Back in the late seventeenth century, when I was applying to university, I think there were no more than four media courses across the entire UK. I applied for a couple of them, but I didn’t receive an offer. My father, who was making a living in marketing at the time, encouraged me to take an Economics degree, because my school career was going reasonably well. The Industrial Economics course at Nottingham was a little more practical than theoretical, so in the absence of an offer for a media course, I - a little reluctantly - followed in my father’s footsteps. Then, during my three years as an undergraduate, I set about putting together a media CV of my own.
I became the editor of the university newspaper, and I was knocking on any possible door that I could to get experience within the media. I also joined DramSoc, and became involved with writing and acting in a comedy which was loosely based on the humour of Monty Python’s Flying Circus, which we took to the Edinburgh Festival for two years running. If there’s anything to learn from my era, it’s that however good your degree may be, all the other stuff on your CV means so much too - your experience is an indication to prospective employers of your keenness to get out there, learn the ropes, and become part of a team. That’s how I made my own career happen.
You stuck around Nottingham for a few years after graduating. What kept you in the city?
Your first break is always your biggest break, and mine was with Radio Trent, which came on air the day I graduated. They were building the studios in Castle Street during my final year at uni, and I made it my business to loiter with intent around the building site and get to know the Programme Controller, whose office was based there. I managed to harass him to the point where, about two-and-a-half weeks before I sat my first final, I got a phone call telling me to stay away from the studios because of building regulations. I thought I’d blown any chances of employment, but then he said, “I think the only thing I can do to keep you away from there is to offer you a job.” I asked what degree I needed for it, and he said, “You don’t need a degree to make tea!” So just before I sat my last exams, I was given a role at my dream organisation - which, admittedly, took a bit of motivation away from my studies. That’s probably why I never got that 2:1…
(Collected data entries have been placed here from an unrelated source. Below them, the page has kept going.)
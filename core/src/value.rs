//! Bound option values.
//!
//! A [`Record`] is the live instance populated by one binder call: one slot
//! per schema field, in declaration order. Scalar slots always hold a value
//! (the declared default or the kind's zero value); nested slots stay empty
//! until bound or filled with the nested default after validation.

use std::fmt;

use serde::ser::{Serialize, SerializeMap, Serializer};

/// A single bound value.
#[derive(Debug, Clone, PartialEq)]
pub enum Value {
    Bool(bool),
    /// Any signed integer kind.
    Int(i64),
    /// Any unsigned integer kind.
    UInt(u64),
    /// `f32` or `f64`.
    Float(f64),
    Char(char),
    Str(String),
    /// Canonical variant name of an enum.
    Enum(String),
    /// Nested option object.
    Record(Record),
}

impl Value {
    pub fn as_bool(&self) -> Option<bool> {
        match self {
            Value::Bool(b) => Some(*b),
            _ => None,
        }
    }

    /// Returns signed integers, and unsigned ones that fit.
    pub fn as_i64(&self) -> Option<i64> {
        match self {
            Value::Int(n) => Some(*n),
            Value::UInt(n) => i64::try_from(*n).ok(),
            _ => None,
        }
    }

    /// Returns unsigned integers, and non-negative signed ones.
    pub fn as_u64(&self) -> Option<u64> {
        match self {
            Value::UInt(n) => Some(*n),
            Value::Int(n) => u64::try_from(*n).ok(),
            _ => None,
        }
    }

    pub fn as_f64(&self) -> Option<f64> {
        match self {
            Value::Float(f) => Some(*f),
            _ => None,
        }
    }

    pub fn as_char(&self) -> Option<char> {
        match self {
            Value::Char(c) => Some(*c),
            _ => None,
        }
    }

    /// Returns string values and enum variant names.
    pub fn as_str(&self) -> Option<&str> {
        match self {
            Value::Str(s) | Value::Enum(s) => Some(s),
            _ => None,
        }
    }

    pub fn as_record(&self) -> Option<&Record> {
        match self {
            Value::Record(r) => Some(r),
            _ => None,
        }
    }
}

impl fmt::Display for Value {
    fn fmt(&self, f: &mut fmt::Formatter<'_>) -> fmt::Result {
        match self {
            Value::Bool(b) => write!(f, "{b}"),
            Value::Int(n) => write!(f, "{n}"),
            Value::UInt(n) => write!(f, "{n}"),
            Value::Float(x) => write!(f, "{x}"),
            Value::Char(c) => write!(f, "{c}"),
            Value::Str(s) | Value::Enum(s) => f.write_str(s),
            Value::Record(r) => write!(f, "{r}"),
        }
    }
}

impl Serialize for Value {
    fn serialize<S: Serializer>(&self, serializer: S) -> Result<S::Ok, S::Error> {
        match self {
            Value::Bool(b) => serializer.serialize_bool(*b),
            Value::Int(n) => serializer.serialize_i64(*n),
            Value::UInt(n) => serializer.serialize_u64(*n),
            Value::Float(x) => serializer.serialize_f64(*x),
            Value::Char(c) => serializer.serialize_char(*c),
            Value::Str(s) | Value::Enum(s) => serializer.serialize_str(s),
            Value::Record(r) => r.serialize(serializer),
        }
    }
}

/// Bound instance of an option type.
///
/// # Examples
///
/// ```
/// use optline_core::{Record, Value};
///
/// let mut record = Record::new(Some("Opts"));
/// record.push("count", Some(Value::Int(3)));
/// record.push("child", None);
///
/// assert_eq!(record.get_as::<i32>("COUNT"), Some(3));
/// assert!(record.get("child").is_none());
/// assert!(record.set("Child", Value::Str("x".into())));
/// assert_eq!(record.get("child"), Some(&Value::Str("x".into())));
/// ```
#[derive(Debug, Clone, Default, PartialEq)]
pub struct Record {
    type_name: Option<String>,
    slots: Vec<(String, Option<Value>)>,
}

impl Record {
    /// Creates an empty record for the given option type.
    pub fn new(type_name: Option<&str>) -> Self {
        Self {
            type_name: type_name.map(String::from),
            slots: Vec::new(),
        }
    }

    /// Appends a slot.
    pub fn push(&mut self, name: &str, value: Option<Value>) {
        self.slots.push((name.to_string(), value));
    }

    pub fn type_name(&self) -> Option<&str> {
        self.type_name.as_deref()
    }

    pub fn len(&self) -> usize {
        self.slots.len()
    }

    pub fn is_empty(&self) -> bool {
        self.slots.is_empty()
    }

    /// Looks up a value by field name, case-insensitively.
    pub fn get(&self, name: &str) -> Option<&Value> {
        self.position(name).and_then(|i| self.slot(i))
    }

    /// Looks up and converts a value.
    pub fn get_as<T: FromValue>(&self, name: &str) -> Option<T> {
        self.get(name).and_then(T::from_value)
    }

    /// Replaces a value by field name; returns `false` when no such field exists.
    pub fn set(&mut self, name: &str, value: Value) -> bool {
        match self.position(name) {
            Some(i) => self.set_slot(i, value),
            None => false,
        }
    }

    /// Iterates `(name, value)` pairs in field order.
    pub fn iter(&self) -> impl Iterator<Item = (&str, Option<&Value>)> {
        self.slots.iter().map(|(n, v)| (n.as_str(), v.as_ref()))
    }

    pub(crate) fn slot(&self, index: usize) -> Option<&Value> {
        self.slots.get(index).and_then(|(_, v)| v.as_ref())
    }

    pub(crate) fn set_slot(&mut self, index: usize, value: Value) -> bool {
        match self.slots.get_mut(index) {
            Some((_, slot)) => {
                *slot = Some(value);
                true
            }
            None => false,
        }
    }

    fn position(&self, name: &str) -> Option<usize> {
        let name = name.to_lowercase();
        self.slots.iter().position(|(n, _)| n.to_lowercase() == name)
    }
}

impl fmt::Display for Record {
    fn fmt(&self, f: &mut fmt::Formatter<'_>) -> fmt::Result {
        f.write_str("{")?;
        for (i, (name, value)) in self.slots.iter().enumerate() {
            if i > 0 {
                f.write_str(" ")?;
            }
            match value {
                Some(Value::Str(s)) => write!(f, "-{name} \"{s}\"")?,
                Some(v) => write!(f, "-{name} {v}")?,
                None => write!(f, "-{name} {{}}")?,
            }
        }
        f.write_str("}")
    }
}

impl Serialize for Record {
    fn serialize<S: Serializer>(&self, serializer: S) -> Result<S::Ok, S::Error> {
        let mut map = serializer.serialize_map(Some(self.slots.len()))?;
        for (name, value) in &self.slots {
            map.serialize_entry(name, value)?;
        }
        map.end()
    }
}

/// Conversion from a bound [`Value`] into a Rust type.
pub trait FromValue: Sized {
    fn from_value(value: &Value) -> Option<Self>;
}

macro_rules! from_signed {
    ($($t:ty),*) => {$(
        impl FromValue for $t {
            fn from_value(value: &Value) -> Option<Self> {
                value.as_i64().and_then(|n| <$t>::try_from(n).ok())
            }
        }
    )*};
}

macro_rules! from_unsigned {
    ($($t:ty),*) => {$(
        impl FromValue for $t {
            fn from_value(value: &Value) -> Option<Self> {
                value.as_u64().and_then(|n| <$t>::try_from(n).ok())
            }
        }
    )*};
}

from_signed!(i8, i16, i32, i64);
from_unsigned!(u8, u16, u32, u64);

impl FromValue for bool {
    fn from_value(value: &Value) -> Option<Self> {
        value.as_bool()
    }
}

impl FromValue for f64 {
    fn from_value(value: &Value) -> Option<Self> {
        value.as_f64()
    }
}

impl FromValue for f32 {
    fn from_value(value: &Value) -> Option<Self> {
        value.as_f64().map(|x| x as f32)
    }
}

impl FromValue for char {
    fn from_value(value: &Value) -> Option<Self> {
        value.as_char()
    }
}

impl FromValue for String {
    fn from_value(value: &Value) -> Option<Self> {
        value.as_str().map(String::from)
    }
}

impl FromValue for Record {
    fn from_value(value: &Value) -> Option<Self> {
        value.as_record().cloned()
    }
}

/// Conversion from a bound [`Record`] into a host option struct.
///
/// # Examples
///
/// ```
/// use optline_core::{FromRecord, Record, Value};
///
/// struct Greeting {
///     name: String,
///     times: u32,
/// }
///
/// impl FromRecord for Greeting {
///     fn from_record(record: &Record) -> Option<Self> {
///         Some(Self {
///             name: record.get_as("name")?,
///             times: record.get_as("times")?,
///         })
///     }
/// }
///
/// let mut record = Record::new(Some("Greeting"));
/// record.push("name", Some(Value::Str("ada".into())));
/// record.push("times", Some(Value::UInt(2)));
/// let greeting = Greeting::from_record(&record).unwrap();
/// assert_eq!(greeting.name, "ada");
/// assert_eq!(greeting.times, 2);
/// ```
pub trait FromRecord: Sized {
    fn from_record(record: &Record) -> Option<Self>;
}

#[cfg(test)]
mod tests {
    use super::*;

    fn sample() -> Record {
        let mut child = Record::new(Some("Child"));
        child.push("level", Some(Value::Enum("High".into())));

        let mut record = Record::new(Some("Parent"));
        record.push("name", Some(Value::Str("a b".into())));
        record.push("count", Some(Value::Int(-2)));
        record.push("child", Some(Value::Record(child)));
        record
    }

    #[test]
    fn test_integer_range_checks() {
        let record = sample();
        assert_eq!(record.get_as::<i8>("count"), Some(-2));
        assert_eq!(record.get_as::<u32>("count"), None);
        assert_eq!(Value::UInt(300).as_i64(), Some(300));
        assert_eq!(u8::from_value(&Value::UInt(300)), None);
    }

    #[test]
    fn test_serialize_as_json_map() {
        let json = serde_json::to_value(sample()).unwrap();
        assert_eq!(
            json,
            serde_json::json!({"name": "a b", "count": -2, "child": {"level": "High"}})
        );
    }

    #[test]
    fn test_display_reads_like_command_line() {
        assert_eq!(
            sample().to_string(),
            "{-name \"a b\" -count -2 -child {-level High}}"
        );
    }
}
I did my first voice-over over somebody’s shoulder during a news bulletin, and I did a late-night rock show during my first three months there, but I was always volunteering for any sports-related coverage that was available. Within a few months, I became the regular Nottingham Forest reporter - not only working on the games, but pretty much living at the City Ground, interviewing players and the manager, Brian Clough. To this day, Martin O’Neill is still one of my closest friends in football. I was roughly the same age as the players at the time, and it was in the era when you not only commentated on the games, but you went for a few beers afterwards - so I became good friends with a lot of the side, and Cloughie became a big part of my promotion, as he gave me so much time for interviews.
If you love football, it becomes a major part of your life - and you can have the same attachment to a football club or a player as you do a friend or family member
You’ve had an incredible career in football since your time at UoN. What have been some of the most memorable moments?
One of the most important was early on in my career. I was at Radio Trent, it was my first job, and it was there that I really learned that you have to behave on other people’s terms, not your own - any organisation will have their own culture and agenda that you have to follow.
I was interviewing Martin O’Neill at the City Ground, when they were a mid-table Championship side, and we went into the first-team dressing room when all the players had gone home, looking for a quiet spot for an interview. Halfway through our chat, Clough came in and interrupted us, and stopped the tape. He said to me, “Young man, do you play for Nottingham Forest?” And I said, “No, Mr Clough.” He replied, “Then what are you doing in the Nottingham Forest dressing room? This is for the players of Nottingham Forest. It is not for anyone else.” It might seem a little pedantic, but he was making a very serious point: When you come into contact with another organisation, you abide by their rules. Even now, when I walk into the dressing room of a professional football club, I step across the threshold and peer up wondering if this apparition of the great man is going to turn up and tell me off… But it was fair enough at the time - I shouldn’t have been in there! It’s how you learn to become a professional in your career - you have to uncover lessons on the job.
After five decades in the sport, is your passion for football still as strong as ever?
Well, if you love football, it becomes a major part of your life - and you can have the same attachment to a football club or a player as you do a friend or family member. It stirs emotions. It’s the reason why this job is such an exciting one. When you’re broadcasting to thirty million viewers in a World Cup semi-final, you properly realise that passionate sense of connection that so many feel to the beautiful game. You can have debates about what football is now, or where you think it should be, or where it’s going wrong - but it will always win over hearts and minds like nothing else. You become someone else during games, and I think that state of fever that you get from the sport will never go away.